[Problem requirements]
Below are the records. Retype exactly the lines between the lines holding "filename src/sink/mod.rs" and "use crate::Arg;", inclusive.

Stored items
□ □ □ □

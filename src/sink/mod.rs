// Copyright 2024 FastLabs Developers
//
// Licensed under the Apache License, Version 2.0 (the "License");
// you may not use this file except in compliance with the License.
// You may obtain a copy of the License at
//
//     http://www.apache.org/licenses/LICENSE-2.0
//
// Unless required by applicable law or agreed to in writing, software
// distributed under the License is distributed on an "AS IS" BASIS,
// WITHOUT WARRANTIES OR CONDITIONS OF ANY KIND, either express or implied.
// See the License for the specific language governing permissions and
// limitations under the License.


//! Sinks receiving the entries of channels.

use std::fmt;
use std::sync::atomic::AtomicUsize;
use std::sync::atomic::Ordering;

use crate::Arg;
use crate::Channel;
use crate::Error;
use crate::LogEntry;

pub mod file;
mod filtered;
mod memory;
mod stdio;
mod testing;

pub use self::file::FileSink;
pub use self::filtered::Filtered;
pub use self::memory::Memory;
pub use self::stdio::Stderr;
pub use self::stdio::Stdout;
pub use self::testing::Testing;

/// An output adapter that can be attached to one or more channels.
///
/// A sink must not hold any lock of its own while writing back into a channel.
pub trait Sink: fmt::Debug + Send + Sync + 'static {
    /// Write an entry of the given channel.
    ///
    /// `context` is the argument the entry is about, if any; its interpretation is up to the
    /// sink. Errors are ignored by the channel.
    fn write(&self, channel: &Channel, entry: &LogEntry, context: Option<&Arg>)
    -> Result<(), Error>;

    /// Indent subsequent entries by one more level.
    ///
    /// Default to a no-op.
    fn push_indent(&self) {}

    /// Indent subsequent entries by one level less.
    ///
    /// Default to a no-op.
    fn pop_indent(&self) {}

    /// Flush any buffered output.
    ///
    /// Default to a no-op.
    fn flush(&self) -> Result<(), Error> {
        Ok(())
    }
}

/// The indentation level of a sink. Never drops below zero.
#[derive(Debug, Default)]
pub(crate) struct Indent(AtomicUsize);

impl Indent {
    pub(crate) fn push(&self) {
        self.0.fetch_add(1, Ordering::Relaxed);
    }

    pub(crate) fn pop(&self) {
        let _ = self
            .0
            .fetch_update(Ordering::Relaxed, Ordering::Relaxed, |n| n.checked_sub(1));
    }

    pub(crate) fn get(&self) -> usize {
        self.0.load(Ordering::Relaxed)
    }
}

□ □ □ □

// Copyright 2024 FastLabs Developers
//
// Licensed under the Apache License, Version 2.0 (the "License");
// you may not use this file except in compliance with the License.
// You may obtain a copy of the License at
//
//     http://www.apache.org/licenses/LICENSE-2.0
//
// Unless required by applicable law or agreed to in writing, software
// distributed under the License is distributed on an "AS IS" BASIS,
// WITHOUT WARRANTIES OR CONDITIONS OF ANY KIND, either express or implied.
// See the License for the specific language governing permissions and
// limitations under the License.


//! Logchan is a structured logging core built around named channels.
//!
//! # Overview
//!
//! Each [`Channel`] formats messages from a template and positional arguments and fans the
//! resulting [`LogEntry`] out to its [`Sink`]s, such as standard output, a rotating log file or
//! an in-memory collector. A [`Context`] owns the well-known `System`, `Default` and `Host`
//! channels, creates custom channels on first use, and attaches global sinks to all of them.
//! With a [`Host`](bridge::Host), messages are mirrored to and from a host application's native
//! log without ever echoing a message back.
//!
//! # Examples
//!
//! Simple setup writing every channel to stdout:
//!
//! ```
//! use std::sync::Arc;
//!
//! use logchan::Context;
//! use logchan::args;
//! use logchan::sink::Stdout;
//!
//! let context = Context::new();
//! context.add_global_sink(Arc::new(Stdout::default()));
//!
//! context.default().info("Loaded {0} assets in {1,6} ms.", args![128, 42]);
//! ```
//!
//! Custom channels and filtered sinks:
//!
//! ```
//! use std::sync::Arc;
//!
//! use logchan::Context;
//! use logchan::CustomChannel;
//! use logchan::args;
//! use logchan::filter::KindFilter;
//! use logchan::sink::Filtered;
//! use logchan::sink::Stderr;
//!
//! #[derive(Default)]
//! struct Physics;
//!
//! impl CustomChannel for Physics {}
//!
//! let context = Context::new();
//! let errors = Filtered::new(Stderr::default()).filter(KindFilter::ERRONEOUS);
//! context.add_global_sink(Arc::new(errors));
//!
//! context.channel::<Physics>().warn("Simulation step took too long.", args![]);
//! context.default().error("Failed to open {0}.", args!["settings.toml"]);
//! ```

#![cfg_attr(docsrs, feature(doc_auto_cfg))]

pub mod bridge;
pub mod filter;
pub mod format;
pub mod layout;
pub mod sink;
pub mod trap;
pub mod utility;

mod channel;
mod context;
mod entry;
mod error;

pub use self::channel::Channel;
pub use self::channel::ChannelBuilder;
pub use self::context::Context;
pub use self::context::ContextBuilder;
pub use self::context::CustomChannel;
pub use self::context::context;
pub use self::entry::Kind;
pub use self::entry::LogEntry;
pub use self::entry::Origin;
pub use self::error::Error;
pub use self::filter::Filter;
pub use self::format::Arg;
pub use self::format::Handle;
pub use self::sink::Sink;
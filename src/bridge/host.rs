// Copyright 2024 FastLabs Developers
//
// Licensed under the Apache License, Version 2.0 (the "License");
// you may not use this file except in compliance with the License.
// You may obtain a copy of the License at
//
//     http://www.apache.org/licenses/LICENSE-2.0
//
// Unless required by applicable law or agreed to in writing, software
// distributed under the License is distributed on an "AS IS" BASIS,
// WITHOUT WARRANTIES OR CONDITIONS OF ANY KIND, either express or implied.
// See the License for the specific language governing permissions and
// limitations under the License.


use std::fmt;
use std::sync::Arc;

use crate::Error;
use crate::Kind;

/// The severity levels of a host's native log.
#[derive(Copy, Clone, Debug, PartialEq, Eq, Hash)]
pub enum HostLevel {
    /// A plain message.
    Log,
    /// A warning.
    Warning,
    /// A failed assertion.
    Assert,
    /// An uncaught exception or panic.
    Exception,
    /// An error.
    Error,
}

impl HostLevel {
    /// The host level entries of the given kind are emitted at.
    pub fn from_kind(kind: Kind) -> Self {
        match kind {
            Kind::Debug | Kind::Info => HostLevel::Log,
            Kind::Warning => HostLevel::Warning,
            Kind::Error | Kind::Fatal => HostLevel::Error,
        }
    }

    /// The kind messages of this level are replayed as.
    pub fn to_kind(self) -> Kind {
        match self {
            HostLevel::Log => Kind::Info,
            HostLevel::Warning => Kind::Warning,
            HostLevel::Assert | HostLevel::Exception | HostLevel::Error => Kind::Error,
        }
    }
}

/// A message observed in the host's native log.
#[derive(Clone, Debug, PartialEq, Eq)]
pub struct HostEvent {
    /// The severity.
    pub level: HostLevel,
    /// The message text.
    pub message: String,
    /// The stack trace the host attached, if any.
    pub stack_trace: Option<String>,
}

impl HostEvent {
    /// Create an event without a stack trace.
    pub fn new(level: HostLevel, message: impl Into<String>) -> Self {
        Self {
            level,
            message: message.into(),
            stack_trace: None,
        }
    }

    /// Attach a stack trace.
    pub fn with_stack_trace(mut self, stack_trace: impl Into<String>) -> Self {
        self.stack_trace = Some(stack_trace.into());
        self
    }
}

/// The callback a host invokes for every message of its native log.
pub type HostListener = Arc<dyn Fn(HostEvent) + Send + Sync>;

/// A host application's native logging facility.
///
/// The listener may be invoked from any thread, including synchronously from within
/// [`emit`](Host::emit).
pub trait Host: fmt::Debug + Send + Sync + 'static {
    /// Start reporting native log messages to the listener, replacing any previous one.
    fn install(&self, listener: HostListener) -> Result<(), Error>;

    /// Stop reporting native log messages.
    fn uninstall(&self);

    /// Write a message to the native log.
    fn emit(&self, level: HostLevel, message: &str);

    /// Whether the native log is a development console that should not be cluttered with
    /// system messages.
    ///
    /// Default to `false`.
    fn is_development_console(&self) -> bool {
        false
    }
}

□ □ □ □

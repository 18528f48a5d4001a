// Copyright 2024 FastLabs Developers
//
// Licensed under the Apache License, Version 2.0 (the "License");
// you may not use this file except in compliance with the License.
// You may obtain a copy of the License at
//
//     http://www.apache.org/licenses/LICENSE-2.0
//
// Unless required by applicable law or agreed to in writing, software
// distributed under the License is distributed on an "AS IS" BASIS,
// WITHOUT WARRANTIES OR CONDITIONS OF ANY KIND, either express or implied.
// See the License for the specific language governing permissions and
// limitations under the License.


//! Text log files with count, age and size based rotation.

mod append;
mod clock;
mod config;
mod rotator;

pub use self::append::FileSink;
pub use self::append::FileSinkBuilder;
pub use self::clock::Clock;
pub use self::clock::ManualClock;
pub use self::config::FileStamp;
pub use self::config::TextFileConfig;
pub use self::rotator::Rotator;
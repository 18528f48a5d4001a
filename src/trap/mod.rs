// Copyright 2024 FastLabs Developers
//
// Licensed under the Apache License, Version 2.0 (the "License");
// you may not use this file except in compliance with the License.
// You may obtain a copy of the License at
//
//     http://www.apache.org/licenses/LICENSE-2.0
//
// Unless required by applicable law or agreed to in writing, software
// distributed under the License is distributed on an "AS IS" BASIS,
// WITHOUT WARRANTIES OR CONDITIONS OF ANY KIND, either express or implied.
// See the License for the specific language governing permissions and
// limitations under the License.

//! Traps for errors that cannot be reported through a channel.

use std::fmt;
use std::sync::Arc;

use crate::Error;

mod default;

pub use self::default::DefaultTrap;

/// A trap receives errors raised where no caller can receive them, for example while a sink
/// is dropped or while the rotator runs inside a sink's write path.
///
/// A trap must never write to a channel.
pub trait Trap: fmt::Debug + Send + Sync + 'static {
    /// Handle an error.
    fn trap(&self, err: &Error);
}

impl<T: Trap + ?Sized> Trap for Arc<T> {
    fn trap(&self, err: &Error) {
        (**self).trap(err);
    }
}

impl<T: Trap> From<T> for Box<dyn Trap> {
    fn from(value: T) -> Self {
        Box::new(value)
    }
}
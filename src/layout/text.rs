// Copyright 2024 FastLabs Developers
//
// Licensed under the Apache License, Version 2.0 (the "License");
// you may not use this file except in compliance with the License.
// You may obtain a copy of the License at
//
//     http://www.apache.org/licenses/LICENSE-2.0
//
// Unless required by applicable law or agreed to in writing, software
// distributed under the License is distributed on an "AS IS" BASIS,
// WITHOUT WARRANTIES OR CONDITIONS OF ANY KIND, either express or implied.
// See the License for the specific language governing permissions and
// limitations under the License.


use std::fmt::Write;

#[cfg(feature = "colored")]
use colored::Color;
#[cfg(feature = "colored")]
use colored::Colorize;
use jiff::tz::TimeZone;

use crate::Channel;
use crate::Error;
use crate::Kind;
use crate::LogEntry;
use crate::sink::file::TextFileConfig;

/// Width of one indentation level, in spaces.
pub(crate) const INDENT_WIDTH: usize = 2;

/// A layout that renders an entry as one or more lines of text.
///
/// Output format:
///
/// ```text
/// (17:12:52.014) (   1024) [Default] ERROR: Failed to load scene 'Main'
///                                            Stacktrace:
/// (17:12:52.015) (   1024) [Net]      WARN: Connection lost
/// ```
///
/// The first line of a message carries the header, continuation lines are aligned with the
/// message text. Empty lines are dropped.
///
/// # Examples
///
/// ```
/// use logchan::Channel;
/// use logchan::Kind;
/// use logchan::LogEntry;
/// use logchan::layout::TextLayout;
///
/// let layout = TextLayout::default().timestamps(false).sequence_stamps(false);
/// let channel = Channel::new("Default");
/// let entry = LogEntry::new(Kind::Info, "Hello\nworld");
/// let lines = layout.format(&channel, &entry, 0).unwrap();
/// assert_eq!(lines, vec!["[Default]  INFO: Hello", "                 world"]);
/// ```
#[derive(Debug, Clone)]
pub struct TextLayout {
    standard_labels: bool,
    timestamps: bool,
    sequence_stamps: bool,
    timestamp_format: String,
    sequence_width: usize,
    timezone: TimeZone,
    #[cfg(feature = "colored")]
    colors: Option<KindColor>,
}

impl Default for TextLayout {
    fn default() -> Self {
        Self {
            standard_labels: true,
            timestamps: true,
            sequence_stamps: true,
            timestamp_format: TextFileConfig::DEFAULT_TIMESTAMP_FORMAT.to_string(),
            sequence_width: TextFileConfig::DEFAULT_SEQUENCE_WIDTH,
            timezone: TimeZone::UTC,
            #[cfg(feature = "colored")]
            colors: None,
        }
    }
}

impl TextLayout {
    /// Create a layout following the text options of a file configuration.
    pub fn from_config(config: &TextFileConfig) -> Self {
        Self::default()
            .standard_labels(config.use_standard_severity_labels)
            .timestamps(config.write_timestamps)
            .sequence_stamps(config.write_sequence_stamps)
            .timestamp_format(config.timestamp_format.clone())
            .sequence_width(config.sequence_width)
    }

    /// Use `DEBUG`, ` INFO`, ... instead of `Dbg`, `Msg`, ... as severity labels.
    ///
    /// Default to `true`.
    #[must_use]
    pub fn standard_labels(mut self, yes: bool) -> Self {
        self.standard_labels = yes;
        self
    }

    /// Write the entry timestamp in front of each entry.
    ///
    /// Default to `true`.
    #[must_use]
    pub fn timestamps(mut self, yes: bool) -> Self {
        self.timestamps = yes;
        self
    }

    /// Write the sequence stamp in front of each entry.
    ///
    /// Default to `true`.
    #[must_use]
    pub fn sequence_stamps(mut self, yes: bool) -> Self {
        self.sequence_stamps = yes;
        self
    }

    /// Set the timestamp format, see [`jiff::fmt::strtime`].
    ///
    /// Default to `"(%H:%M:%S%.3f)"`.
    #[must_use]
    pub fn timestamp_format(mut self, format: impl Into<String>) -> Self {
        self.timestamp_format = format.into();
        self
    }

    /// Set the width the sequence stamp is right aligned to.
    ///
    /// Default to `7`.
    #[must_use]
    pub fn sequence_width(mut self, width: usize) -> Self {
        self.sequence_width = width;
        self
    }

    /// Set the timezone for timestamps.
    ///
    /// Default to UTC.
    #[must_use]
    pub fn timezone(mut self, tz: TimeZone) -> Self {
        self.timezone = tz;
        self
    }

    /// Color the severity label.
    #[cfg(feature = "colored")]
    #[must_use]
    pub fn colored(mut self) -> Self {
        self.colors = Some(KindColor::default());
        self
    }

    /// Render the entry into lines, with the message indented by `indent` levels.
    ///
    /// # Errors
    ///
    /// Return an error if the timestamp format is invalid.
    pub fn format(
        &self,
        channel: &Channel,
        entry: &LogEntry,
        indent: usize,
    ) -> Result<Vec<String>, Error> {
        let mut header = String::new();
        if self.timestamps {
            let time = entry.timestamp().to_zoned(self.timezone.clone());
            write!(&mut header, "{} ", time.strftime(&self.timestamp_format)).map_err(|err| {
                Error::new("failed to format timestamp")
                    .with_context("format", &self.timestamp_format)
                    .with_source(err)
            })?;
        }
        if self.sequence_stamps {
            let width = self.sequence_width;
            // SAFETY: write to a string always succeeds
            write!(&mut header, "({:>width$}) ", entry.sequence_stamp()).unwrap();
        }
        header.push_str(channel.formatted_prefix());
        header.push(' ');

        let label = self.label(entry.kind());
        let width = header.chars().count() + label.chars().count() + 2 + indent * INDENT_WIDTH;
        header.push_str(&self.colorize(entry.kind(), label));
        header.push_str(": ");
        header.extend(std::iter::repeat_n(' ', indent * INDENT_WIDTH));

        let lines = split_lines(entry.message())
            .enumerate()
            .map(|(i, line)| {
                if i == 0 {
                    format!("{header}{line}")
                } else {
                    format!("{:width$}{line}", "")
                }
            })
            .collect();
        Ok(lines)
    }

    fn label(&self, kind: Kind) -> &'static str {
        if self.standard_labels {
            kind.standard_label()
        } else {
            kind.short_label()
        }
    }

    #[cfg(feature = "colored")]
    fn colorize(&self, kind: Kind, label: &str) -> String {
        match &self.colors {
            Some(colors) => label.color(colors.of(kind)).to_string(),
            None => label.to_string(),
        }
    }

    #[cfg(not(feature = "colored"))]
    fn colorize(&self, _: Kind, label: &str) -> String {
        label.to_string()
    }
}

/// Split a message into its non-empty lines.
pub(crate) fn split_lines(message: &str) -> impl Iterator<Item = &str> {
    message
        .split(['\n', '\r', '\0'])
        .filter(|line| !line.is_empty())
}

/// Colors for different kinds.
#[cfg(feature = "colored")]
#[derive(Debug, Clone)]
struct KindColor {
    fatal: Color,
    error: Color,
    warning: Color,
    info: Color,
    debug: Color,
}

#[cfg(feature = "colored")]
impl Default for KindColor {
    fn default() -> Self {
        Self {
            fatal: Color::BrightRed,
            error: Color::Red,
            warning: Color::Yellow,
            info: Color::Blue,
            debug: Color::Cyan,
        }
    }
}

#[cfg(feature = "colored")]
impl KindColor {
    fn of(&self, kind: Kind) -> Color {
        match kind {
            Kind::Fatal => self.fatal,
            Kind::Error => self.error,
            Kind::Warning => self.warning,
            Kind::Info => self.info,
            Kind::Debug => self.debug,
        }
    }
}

□ □ □ □

[Solution for this exercise]
filename src/sink/mod.rs
// Copyright 2024 FastLabs Developers
//
// Licensed under the Apache License, Version 2.0 (the "License");
// you may not use this file except in compliance with the License.
// You may obtain a copy of the License at
//
//     http://www.apache.org/licenses/LICENSE-2.0
//
// Unless required by applicable law or agreed to in writing, software
// distributed under the License is distributed on an "AS IS" BASIS,
// WITHOUT WARRANTIES OR CONDITIONS OF ANY KIND, either express or implied.
// See the License for the specific language governing permissions and
// limitations under the License.


//! Sinks receiving the entries of channels.

use std::fmt;
use std::sync::atomic::AtomicUsize;
use std::sync::atomic::Ordering;

use crate::Arg;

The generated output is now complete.